In many ways, the ability to target a message to the right person at the right time and the right place could never have been so viable. Mobile devices have voice, text, and even Web surfing capabilities at a flat rate with unlimited messages. The advertising world is drooling over the possibilities. From today’s $3 billion in mobile advertising spending, ABI Research projects that spending to grow to $19 billion by 2011.

To consumers, that could translate into many unwanted messages and interruptions on a device most consider very personal. Every call made, every text message sent, every Web page surfed from the mobile device is attributable to you, the owner of the phone having a contract with a wireless phone company. It doesn’t take too many leaps to realize that your wireless provider knows where you live and what you do. All phones have GPS tracking as mandated by the FCC for emergency call locating. The behavioral information collected, or that can be collected, about you is what the advertising industry is so interested in.

An article in the April 23 issue of “BusinessWeek” titled “The Sell-Phone Revolution” begins with a neat story about a mother on vacation in Vegas spotting a billboard ad with a text-message number for information from the National Basketball Association. When she got home in Florida, she received a targeted ad from Adidas via a text message for a sale on limited-edition basketball shoes. She loved it. So did Adidas, its advertising agency, and her wireless company.

It’s the holy grail of advertising to make a direct personal ad that gets a direct purchase connection. This is about as close as it gets. The mom in the story may or may not have realized she gave Adidas permission to send her the text ad. Privacy advocates are charging after hidden permissions, and the FCC released a recent order to protect consumer privacy requiring “expressed consent” (read that as not burying the permission in the catch-all contract agreement).

None of this is new. The real difference is that the ad to this mom for basketball shoes was relevant to her interests (and inferred needs) and delivered to her in a way she chose.
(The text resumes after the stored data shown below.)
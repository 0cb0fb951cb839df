//! Application lifecycle notifications behind an explicit subscribe/cancel
//! interface. Platform bindings implement `LifecycleSource`; `LifecycleHub`
//! is the in-process implementation they (and tests) can drive directly.

use std::{
    collections::BTreeMap,
    sync::{Arc, Mutex, MutexGuard, Weak},
};

use serde::{Deserialize, Serialize};

#[derive(Debug, Clone, Copy, Serialize, Deserialize, PartialEq, Eq)]
#[serde(rename_all = "lowercase")]
pub enum AppLifecycle {
    Foreground,
    Background,
    Inactive,
}

impl AppLifecycle {
    /// True for the states that mean the user left the app.
    pub fn is_away(&self) -> bool {
        matches!(self, AppLifecycle::Background | AppLifecycle::Inactive)
    }
}

pub type LifecycleHandler = Arc<dyn Fn(AppLifecycle) + Send + Sync>;

pub trait LifecycleSource: Send + Sync {
    fn subscribe(&self, handler: LifecycleHandler) -> SubscriptionHandle;
}

/// Live subscription. Cancelling (or dropping) it detaches the handler.
pub struct SubscriptionHandle {
    cancel: Option<Box<dyn FnOnce() + Send>>,
}

impl SubscriptionHandle {
    pub fn new(cancel: impl FnOnce() + Send + 'static) -> Self {
        Self {
            cancel: Some(Box::new(cancel)),
        }
    }

    pub fn cancel(mut self) {
        self.run_cancel();
    }

    fn run_cancel(&mut self) {
        if let Some(cancel) = self.cancel.take() {
            cancel();
        }
    }
}

impl Drop for SubscriptionHandle {
    fn drop(&mut self) {
        self.run_cancel();
    }
}

impl std::fmt::Debug for SubscriptionHandle {
    fn fmt(&self, f: &mut std::fmt::Formatter<'_>) -> std::fmt::Result {
        f.debug_struct("SubscriptionHandle")
            .field("active", &self.cancel.is_some())
            .finish()
    }
}

#[derive(Default)]
struct HubInner {
    next_id: u64,
    handlers: BTreeMap<u64, LifecycleHandler>,
}

#[derive(Clone, Default)]
pub struct LifecycleHub {
    inner: Arc<Mutex<HubInner>>,
}

fn lock_hub(inner: &Mutex<HubInner>) -> MutexGuard<'_, HubInner> {
    match inner.lock() {
        Ok(guard) => guard,
        Err(poisoned) => poisoned.into_inner(),
    }
}

impl LifecycleHub {
    pub fn new() -> Self {
        Self::default()
    }

    /// Deliver a transition to every current subscriber, in subscription
    /// order. Handlers run outside the hub lock and may cancel themselves.
    pub fn emit(&self, state: AppLifecycle) {
        let handlers: Vec<LifecycleHandler> = lock_hub(&self.inner).handlers.values().cloned().collect();
        for handler in handlers {
            handler(state);
        }
    }

    pub fn subscriber_count(&self) -> usize {
        lock_hub(&self.inner).handlers.len()
    }
}

impl LifecycleSource for LifecycleHub {
    fn subscribe(&self, handler: LifecycleHandler) -> SubscriptionHandle {
        let id = {
            let mut inner = lock_hub(&self.inner);
            let id = inner.next_id;
            inner.next_id += 1;
            inner.handlers.insert(id, handler);
            id
        };

        let hub: Weak<Mutex<HubInner>> = Arc::downgrade(&self.inner);
        SubscriptionHandle::new(move || {
            if let Some(inner) = hub.upgrade() {
                lock_hub(&inner).handlers.remove(&id);
            }
        })
    }
}

#[cfg(test)]
mod tests {
    use super::*;
    use std::sync::atomic::{AtomicUsize, Ordering};

    fn counting_handler(counter: &Arc<AtomicUsize>) -> LifecycleHandler {
        let counter = Arc::clone(counter);
        Arc::new(move |_: AppLifecycle| {
            counter.fetch_add(1, Ordering::SeqCst);
        })
    }

    #[test]
    fn cancel_detaches_handler() {
        let hub = LifecycleHub::new();
        let hits = Arc::new(AtomicUsize::new(0));
        let handle = hub.subscribe(counting_handler(&hits));

        hub.emit(AppLifecycle::Background);
        assert_eq!(hub.subscriber_count(), 1);
        handle.cancel();
        hub.emit(AppLifecycle::Background);

        assert_eq!(hits.load(Ordering::SeqCst), 1);
        assert_eq!(hub.subscriber_count(), 0);
    }

    #[test]
    fn dropping_handle_detaches_handler() {
        let hub = LifecycleHub::new();
        let hits = Arc::new(AtomicUsize::new(0));
        {
            let _handle = hub.subscribe(counting_handler(&hits));
            hub.emit(AppLifecycle::Inactive);
        }
        hub.emit(AppLifecycle::Inactive);
        assert_eq!(hits.load(Ordering::SeqCst), 1);
    }

    #[test]
    fn handle_outliving_hub_is_harmless() {
        let hits = Arc::new(AtomicUsize::new(0));
        let handle = {
            let hub = LifecycleHub::new();
            hub.subscribe(counting_handler(&hits))
        };
        handle.cancel();
    }

    #[test]
    fn away_states() {
        assert!(AppLifecycle::Background.is_away());
        assert!(AppLifecycle::Inactive.is_away());
        assert!(!AppLifecycle::Foreground.is_away());
    }
}
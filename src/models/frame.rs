//! Raw per-frame inputs handed to the signal extractor.

use serde::{Deserialize, Serialize};

#[derive(Debug, Clone, Copy, Serialize, Deserialize, PartialEq, Default)]
pub struct Point {
    pub x: f64,
    pub y: f64,
}

impl Point {
    pub fn new(x: f64, y: f64) -> Self {
        Self { x, y }
    }

    pub fn distance(&self, other: &Point) -> f64 {
        ((self.x - other.x).powi(2) + (self.y - other.y).powi(2)).sqrt()
    }
}

/// Face bounding box: top-left origin plus size.
#[derive(Debug, Clone, Copy, Serialize, Deserialize, PartialEq)]
pub struct FaceBounds {
    pub origin: Point,
    pub width: f64,
    pub height: f64,
}

impl FaceBounds {
    pub fn centroid(&self) -> Point {
        Point::new(
            self.origin.x + self.width / 2.0,
            self.origin.y + self.height / 2.0,
        )
    }
}

/// Landmark sets reported by the face detector. Any set may be absent.
///
/// Eyes carry 6 points ordered clockwise from a corner, the mouth 12.
#[derive(Debug, Clone, Serialize, Deserialize, PartialEq, Default)]
#[serde(rename_all = "camelCase")]
pub struct FaceLandmarks {
    pub left_eye: Option<Vec<Point>>,
    pub right_eye: Option<Vec<Point>>,
    pub mouth: Option<Vec<Point>>,
    pub bounds: Option<FaceBounds>,
}

/// One camera frame: encoded image bytes for the classifier and whatever
/// landmarks the detector produced for it.
#[derive(Debug, Clone, Serialize, Deserialize, PartialEq, Default)]
pub struct FaceFrame {
    #[serde(skip)]
    pub image: Vec<u8>,
    pub landmarks: Option<FaceLandmarks>,
}

impl FaceFrame {
    pub fn from_landmarks(landmarks: FaceLandmarks) -> Self {
        Self {
            image: Vec::new(),
            landmarks: Some(landmarks),
        }
    }
}
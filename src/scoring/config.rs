/// Thresholds and flat point deductions used by the extractor and scorer.
#[derive(Debug, Clone)]
pub struct ScoringConfig {
    /// Average eye aspect ratio below this counts as closed eyes
    pub ear_threshold: f64,

    /// Mouth aspect ratio above this counts as a yawn
    pub mar_threshold: f64,

    /// Centroid displacement (reference frame units) above this counts as looking away
    pub movement_threshold: f64,

    /// Flat deductions from a starting score of 100
    pub eyes_closed_penalty: i32,
    pub yawning_penalty: i32,
    pub moved_away_penalty: i32,
    pub negative_emotion_penalty: i32,
}

impl Default for ScoringConfig {
    fn default() -> Self {
        Self {
            ear_threshold: 0.25,
            mar_threshold: 0.6,
            movement_threshold: 50.0,
            eyes_closed_penalty: 30,
            yawning_penalty: 25,
            moved_away_penalty: 20,
            negative_emotion_penalty: 15,
        }
    }
}
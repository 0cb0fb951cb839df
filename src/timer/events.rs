use serde::Serialize;

use crate::models::{DistractionKind, FocusReading, SessionRecord};

use super::SessionState;

#[derive(Debug, Clone, Serialize, PartialEq)]
#[serde(rename_all = "camelCase")]
pub struct SessionSnapshot {
    pub state: SessionState,
    pub session_id: Option<i64>,
    pub planned_duration_sec: u32,
    pub remaining_sec: u32,
    pub distraction_count: u32,
    pub focus_score: u8,
    pub latest_reading: Option<FocusReading>,
}

/// Notifications for whoever renders the session.
#[derive(Debug, Clone, Serialize, PartialEq)]
#[serde(tag = "type", rename_all = "camelCase")]
pub enum SessionEvent {
    StateChanged(SessionSnapshot),
    Heartbeat { remaining_sec: u32 },
    FocusUpdated(FocusReading),
    /// First alert of a reading, only when alerts are enabled.
    AlertRaised { message: String },
    Distraction { kind: DistractionKind, count: u32 },
    /// Countdown reached zero and the record was saved.
    Completed(SessionRecord),
    /// Session ended early and the partial record was saved.
    Abandoned(SessionRecord),
    /// Saving the final record failed; the session is back to NotStarted.
    SaveFailed { session_id: i64, message: String },
}
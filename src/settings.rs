use anyhow::{bail, Context, Result};
use serde::{Deserialize, Serialize};
use std::{
    fs,
    path::PathBuf,
    sync::{RwLock, RwLockReadGuard, RwLockWriteGuard},
    time::Duration,
};

use crate::timer::AccountantConfig;

pub const MIN_STUDY_MINS: u32 = 5;
pub const MAX_STUDY_MINS: u32 = 120;

#[derive(Debug, Clone, PartialEq, Serialize, Deserialize)]
#[serde(default)]
pub struct Settings {
    pub study_duration_mins: u32,
    pub alerts_enabled: bool,
    pub focus_interval_ms: u64,
    /// Sessions shown in history and stats.
    pub history_limit: usize,
}

impl Default for Settings {
    fn default() -> Self {
        Self {
            study_duration_mins: 25,
            alerts_enabled: true,
            focus_interval_ms: 3000,
            history_limit: 30,
        }
    }
}

impl Settings {
    pub fn validate(&self) -> Result<()> {
        if !(MIN_STUDY_MINS..=MAX_STUDY_MINS).contains(&self.study_duration_mins) {
            bail!(
                "study duration must be between {} and {} minutes, got {}",
                MIN_STUDY_MINS,
                MAX_STUDY_MINS,
                self.study_duration_mins
            );
        }
        if self.history_limit == 0 {
            bail!("history limit must be at least one session");
        }
        if self.focus_interval_ms == 0 {
            bail!("focus interval must be greater than zero");
        }
        Ok(())
    }

    pub fn planned_duration_sec(&self) -> u32 {
        self.study_duration_mins * 60
    }

    pub fn accountant_config(&self) -> AccountantConfig {
        AccountantConfig {
            focus_interval: Duration::from_millis(self.focus_interval_ms),
            alerts_enabled: self.alerts_enabled,
            ..AccountantConfig::default()
        }
    }
}

pub struct SettingsStore {
    path: PathBuf,
    data: RwLock<Settings>,
}

impl SettingsStore {
    /// Load settings from `path`. A missing, unreadable-as-JSON or invalid
    /// file yields the defaults.
    pub fn new(path: PathBuf) -> Result<Self> {
        let data = if path.exists() {
            let contents = fs::read_to_string(&path)
                .with_context(|| format!("Failed to read settings from {}", path.display()))?;
            parse_or_default(&contents)
        } else {
            Settings::default()
        };

        Ok(Self {
            path,
            data: RwLock::new(data),
        })
    }

    pub fn get(&self) -> Settings {
        self.read().clone()
    }

    pub fn update(&self, settings: Settings) -> Result<()> {
        settings.validate()?;
        let mut guard = self.write();
        self.persist(&settings)?;
        *guard = settings;
        Ok(())
    }

    pub fn reload(&self) -> Result<()> {
        let contents = fs::read_to_string(&self.path)
            .with_context(|| format!("Failed to read settings from {}", self.path.display()))?;
        let data: Settings = serde_json::from_str(&contents)?;
        data.validate()?;
        *self.write() = data;
        Ok(())
    }

    fn persist(&self, data: &Settings) -> Result<()> {
        let serialized = serde_json::to_string_pretty(data)?;
        fs::write(&self.path, serialized)
            .with_context(|| format!("Failed to write settings to {}", self.path.display()))
    }

    fn read(&self) -> RwLockReadGuard<'_, Settings> {
        match self.data.read() {
            Ok(guard) => guard,
            Err(poisoned) => poisoned.into_inner(),
        }
    }

    fn write(&self) -> RwLockWriteGuard<'_, Settings> {
        match self.data.write() {
            Ok(guard) => guard,
            Err(poisoned) => poisoned.into_inner(),
        }
    }
}

fn parse_or_default(contents: &str) -> Settings {
    match serde_json::from_str::<Settings>(contents) {
        Ok(settings) if settings.validate().is_ok() => settings,
        Ok(_) | Err(_) => {
            log::warn!("Ignoring invalid settings file, using defaults");
            Settings::default()
        }
    }
}
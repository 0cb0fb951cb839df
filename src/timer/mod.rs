pub mod controller;
pub mod events;
pub mod state;

pub use controller::{AccountantConfig, SessionAccountant, SessionAccountantBuilder};
pub use events::{SessionEvent, SessionSnapshot};
pub use state::{FocusAggregate, SessionState, TimerState};
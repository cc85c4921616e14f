use crate::{
    Command, SessionInput,
    answering::{ChatEntry, ChatRole, TurnRequest},
    capture::{CaptureAdapter, CaptureUpdate},
    config::SessionConfig,
    error::{CaptureError, MediaError, SessionError, TransportError},
    generic_types::{NoticeId, RecognizerEvent, SynthesizerEvent, TurnId},
    language::{self, Locale},
    lesson::{LessonNavigator, Section},
    media::{CameraDevice, CameraToggle},
    playback::{PlaybackAdapter, PlaybackUpdate},
    reply::{self, ReplyVerdict},
    speech_api::{SpeechRecognizer, SpeechSynthesizer},
    text,
};
use tokio::sync::mpsc::UnboundedSender;

/// Added to the chat when a request fails for any reason other than an outage.
pub const TRANSPORT_FALLBACK_MESSAGE: &str =
    "Sorry, I couldn't get an answer just now. Please try again.";
/// Added to the chat when the answering service is down.
pub const UPSTREAM_FALLBACK_MESSAGE: &str = text::SERVICE_UNAVAILABLE_MESSAGE;

const TURN_IN_FLIGHT_NOTICE: &str = "Still working on the last answer. Please wait a moment.";
const CAPTURE_UNAVAILABLE_NOTICE: &str =
    "Voice input isn't available here. You can still type your questions.";

/// What the session is doing right now. Only one activity at a time; `paused`
/// only exists while speaking.
#[derive(Debug, Clone, Copy, PartialEq, Eq)]
pub enum Mode {
    Idle,
    Listening,
    /// Waiting on the reply to `turn`.
    Thinking { turn: TurnId },
    Speaking { paused: bool },
}

impl Mode {
    pub fn is_listening(&self) -> bool {
        matches!(self, Mode::Listening)
    }

    pub fn is_thinking(&self) -> bool {
        matches!(self, Mode::Thinking { .. })
    }

    pub fn is_speaking(&self) -> bool {
        matches!(self, Mode::Speaking { .. })
    }

    pub fn is_paused(&self) -> bool {
        matches!(self, Mode::Speaking { paused: true })
    }
}

#[derive(Debug, Clone, PartialEq, Eq)]
pub struct Notice {
    pub id: NoticeId,
    pub text: String,
}

/// The tutoring session controller.
///
/// Owns the lesson position, the chat log and both speech adapters, and
/// sequences capture → send → parse → sanitize → display → speak. It never
/// blocks: network calls and timers are requested through [`Command`]s and
/// their results come back as [`SessionInput`]s.
pub struct TutorSession<R: SpeechRecognizer, S: SpeechSynthesizer> {
    mode: Mode,
    navigator: LessonNavigator,
    chat_log: Vec<ChatEntry>,
    active_language: Locale,
    muted: bool,
    capture: CaptureAdapter<R>,
    playback: PlaybackAdapter<S>,
    camera: Option<CameraToggle>,
    config: SessionConfig,
    command_tx: UnboundedSender<Command>,
    last_turn: TurnId,
    // Turns at or below this id were abandoned by a reset.
    turn_floor: TurnId,
    notice: Option<Notice>,
    last_notice: NoticeId,
    interim_transcript: Option<String>,
    capture_unavailable_reported: bool,
}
How will business-to-consumer marketers reach that level of relevance and permission? The answer is in painstaking analysis that brings together all consumer insights (usage, interests, demographics, behaviors) and in subsequently using those insights to categorize the consumer based on his needs. You can then link the needs segments to those individuals who have opted in. The marketer that links needs, permission, customer experience and learning is the one that will succeed in this new medium.

Grouped needs
These needs emerge through understanding the lifecycles your consumer progresses through when buying and using your products. When married with an understanding of the consumer life stage—and the accompanying needs, behaviors, transactions, and demographics that surround the consumer—you can create groupings of consumers who have similar needs that their company can address. Adidas learned that consumers who will travel to Vegas for the NBA All-Star Basketball game and who will send a text message to the NBA for helpful information were among the group of consumers likely to respond to a targeted ad for NBA-branded basketball shoes once they were back in their hometown.

Permission
Permission is not just about the opt-in or the opt-out. It is much more about the relevancy and value of the offer or the message. Advertisers and marketers that use consumer information responsibly to provide the right message to the right person at the right time will earn permission from the consumer to contact him again and again. Adidas took the leap from a billboard ad that had a text-message response to later sending a text message back promoting a sale for shoes to this basketball mom. Technically the mom had opted for text-message advertising by sending her text message—although she probably didn’t realize that. But equally important, Adidas was using the relevant vehicle of a text message that the mom had already shown as likely to be the preferred way to interact and tied in an offer message that clearly aligned with her interests.

Response learning
Mobile advertising is new ground, and few are going to get it right from the start. It would be a mistake not to use in this mobile-device world all the capabilities that we marketers have in the Web 2.0 world. Setting up disciplined, integrated, and measured campaigns, testing, and response tracking are absolutely critical. Mobile devices are as real-time as it gets.

Customer experience
The overarching marketing strategy for mobile advertising has to be accumulating a consistent brand-building experience that helps consumers find value and take easy action to buy your products or services, all the while protecting and honoring the consumers’ privacy. (For more on customer experience as part of a marketing strategy, see “The Case for Customer Experience Management.”)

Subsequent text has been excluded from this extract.